Vous l’aurez compris, selon son interlocuteur, le niveau de langue requis est différent. S’il est vrai que le vouvoiement existe en français, c’est clairement une des difficultés de l’apprentissage du japonais que de maitriser ces différents niveaux de langue. En dehors des multiples formules de politesse à maitriser, il existe deux manières de conjuguer les verbes, une formelle (en masu) et une pour les rapports avec les intimes ou dès lors qu’il y a un rapport de hiérarchie (age, client/vendeur, employeur/employé) mais si certains sont évidents, ces rapports ne sont pas toujours faciles à distinguer, entre amis ou connaissances par exemple. Et nombreuses sont aussi les particules comme O qui servent à rendre plus formelle l’acceptation du mot utilisé.

Au jeu du ni oui ni non

Vous êtes adeptes du jeu du ni oui ni non, vous êtes faits pour le Japon. Il existe bien un mot pour dire non, certes, mais dans la majorité des cas, vous froisserez, voire choquerez votre interlocuteur si vous lui apportez une réponse trop directe, particulièrement lorsqu’elle est négative. Une myriade de mots existe donc qui permettent de pratiquer l’euphémisme ou la litote dans tous les sens. Celui que vous apprendrez en premier, si vous venez vous installer au Japon, c’est incontestablement Chotto. La traduction la plus proche de Chotto est « un peu ». Mais si vous demandez un service à un Japonais et qu’il n’est pas en mesure de vous le rendre, il ne vous répondra jamais par la négative. Il commencera sa phrase par Chotto puis essaiera de vous faire comprendre par des voies détournées pourquoi il ne peut pas vous aider. La première fois, cela surprend car on pense que ce Chotto laisse une possibilité de réponse positive mais, pas du tout, il est juste là pour arrondir les angles. J’ai en mémoire comme tout gaijin ma première Chotto experience. Installé depuis quelques jours, un employé vient vérifier et mettre en place le câble télé dans notre appartement. Mon japonais quasi nul, son anglais au moins aussi mauvais, la compréhension se fait par gestes et les quelques rares mots que nous partageons. Au bout d’un temps, je sens qu’il essaie de me dire quelque chose, je l’encourage donc en disant qu’il peut essayer en japonais mais alors qu’il essaie de plus en plus vainement de m’expliquer quelque chose, mes tâtonnements sont vains.

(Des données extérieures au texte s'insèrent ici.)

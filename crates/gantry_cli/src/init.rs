//! `gantry init` — project scaffolding command.
//!
//! Creates a new Gantry project: a `gantry.toml` config file, a `contracts/`
//! source directory, and a starter contract.

use std::fs;
use std::io;
use std::path::{Path, PathBuf};

/// Compiler command written to the scaffolded config when none is given.
const DEFAULT_COMPILER: &str = "solc-json";

/// Runs the `gantry init` command.
///
/// If `name` is `Some`, creates a new subdirectory with that name.
/// Otherwise initializes in the current working directory.
/// Returns exit code 0 on success.
pub fn run(name: Option<String>, compiler: Option<&str>) -> Result<i32, Box<dyn std::error::Error>> {
    let project_dir = match &name {
        Some(n) => {
            let dir = PathBuf::from(n);
            if dir.exists() {
                return Err(format!("directory '{}' already exists", n).into());
            }
            fs::create_dir_all(&dir)?;
            dir
        }
        None => std::env::current_dir()?,
    };

    let project_name = project_dir
        .file_name()
        .and_then(|n| n.to_str())
        .unwrap_or("my_project");

    eprintln!("  Creating new Gantry project `{project_name}`");

    fs::create_dir_all(project_dir.join("contracts"))?;
    write_gantry_toml(&project_dir, project_name, compiler.unwrap_or(DEFAULT_COMPILER))?;
    write_starter_contract(&project_dir)?;

    eprintln!("     Created {}", project_dir.join("gantry.toml").display());
    eprintln!(
        "     Created {}",
        project_dir.join("contracts").join("counter.sol").display()
    );

    Ok(0)
}

/// Writes the `gantry.toml` configuration file.
fn write_gantry_toml(root: &Path, name: &str, compiler: &str) -> io::Result<()> {
    let content = format!(
        r#"[project]
name = "{name}"
version = "0.1.0"

[contracts]
source_dir = "contracts"
artifacts_dir = "build/artifacts"
extensions = ["sol"]

# The command must speak the Gantry JSON protocol on stdin/stdout.
[compiler]
command = "{compiler}"
args = []

[cache]
fingerprint = "content"
"#
    );
    fs::write(root.join("gantry.toml"), content)
}

/// Writes a starter contract source file.
fn write_starter_contract(root: &Path) -> io::Result<()> {
    let content = r#"contract Counter {
    uint256 value;

    function increment() public {
        value += 1;
    }

    function current() public view returns (uint256) {
        return value;
    }
}
"#;
    fs::write(root.join("contracts").join("counter.sol"), content)
}

#[cfg(test)]
mod tests {
    use super::*;
    use tempfile::TempDir;

    #[test]
    fn init_creates_directory_structure() {
        let tmp = TempDir::new().unwrap();
        let project_dir = tmp.path().join("demo");
        run(Some(project_dir.to_str().unwrap().to_string()), None).unwrap();

        assert!(project_dir.join("gantry.toml").exists());
        assert!(project_dir.join("contracts").is_dir());
        assert!(project_dir.join("contracts").join("counter.sol").exists());
    }

    #[test]
    fn init_generates_valid_toml() {
        let tmp = TempDir::new().unwrap();
        let project_dir = tmp.path().join("toml_proj");
        run(Some(project_dir.to_str().unwrap().to_string()), None).unwrap();

        let toml_str = fs::read_to_string(project_dir.join("gantry.toml")).unwrap();
        let config = gantry_config::load_config_from_str(&toml_str);
        assert!(
            config.is_ok(),
            "generated gantry.toml should be valid: {config:?}"
        );
        let config = config.unwrap();
        assert_eq!(config.project.name, "toml_proj");
        assert_eq!(config.project.version, "0.1.0");
        assert_eq!(config.compiler.command, DEFAULT_COMPILER);
    }

    #[test]
    fn init_records_the_chosen_compiler() {
        let tmp = TempDir::new().unwrap();
        let project_dir = tmp.path().join("custom");
        run(
            Some(project_dir.to_str().unwrap().to_string()),
            Some("vyper-json"),
        )
        .unwrap();

        let config = gantry_config::load_config(&project_dir).unwrap();
        assert_eq!(config.compiler.command, "vyper-json");
    }

    #[test]
    fn init_existing_dir_error() {
        let tmp = TempDir::new().unwrap();
        let project_dir = tmp.path().join("exists");
        fs::create_dir_all(&project_dir).unwrap();

        let result = run(Some(project_dir.to_str().unwrap().to_string()), None);
        assert!(result.is_err());
    }

    #[test]
    fn starter_project_discovers_cleanly() {
        let tmp = TempDir::new().unwrap();
        let project_dir = tmp.path().join("walkable");
        run(Some(project_dir.to_str().unwrap().to_string()), None).unwrap();

        let config = gantry_config::load_config(&project_dir).unwrap();
        let files =
            crate::pipeline::discover_source_files(&project_dir, &config.contracts).unwrap();
        assert_eq!(files, vec![PathBuf::from("contracts/counter.sol")]);
    }
}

Mais tandis que je cherche à traduire ce qu’il m’explique, soudainement le Chotto arrive ! Un long Chottooooooooooooooooo, répété plusieurs fois, et qui va s’accentuant ChoTOOOOOOOOOOOOOOO, s’accompagnant desormais d’une teinte rougeâtre qui empourpre tout le visage de mon interlocuteur alors que des gouttes de sueur commencent à perler de tout son corps. Je sens qu’il ne faut pas que j’insiste, que j’ai atteint le point de non retour. La technologie fait le reste, il traduit un mot sur l’application de son iphone : depuis cinq minutes, il essaie de me faire comprendre qu’il va descendre chercher le gardien pour faire traducteur/intermédiaire entre nous ! Il n’osait tout simplement pas y aller sans mon autorisation. Un bel exemple d’incompréhension interculturelle entre deux personnes voulant bien faire mais usant chacun de paramètres inconnus de l’autre. Bienvenue au Japon, le pays ou il est impossible de dire non !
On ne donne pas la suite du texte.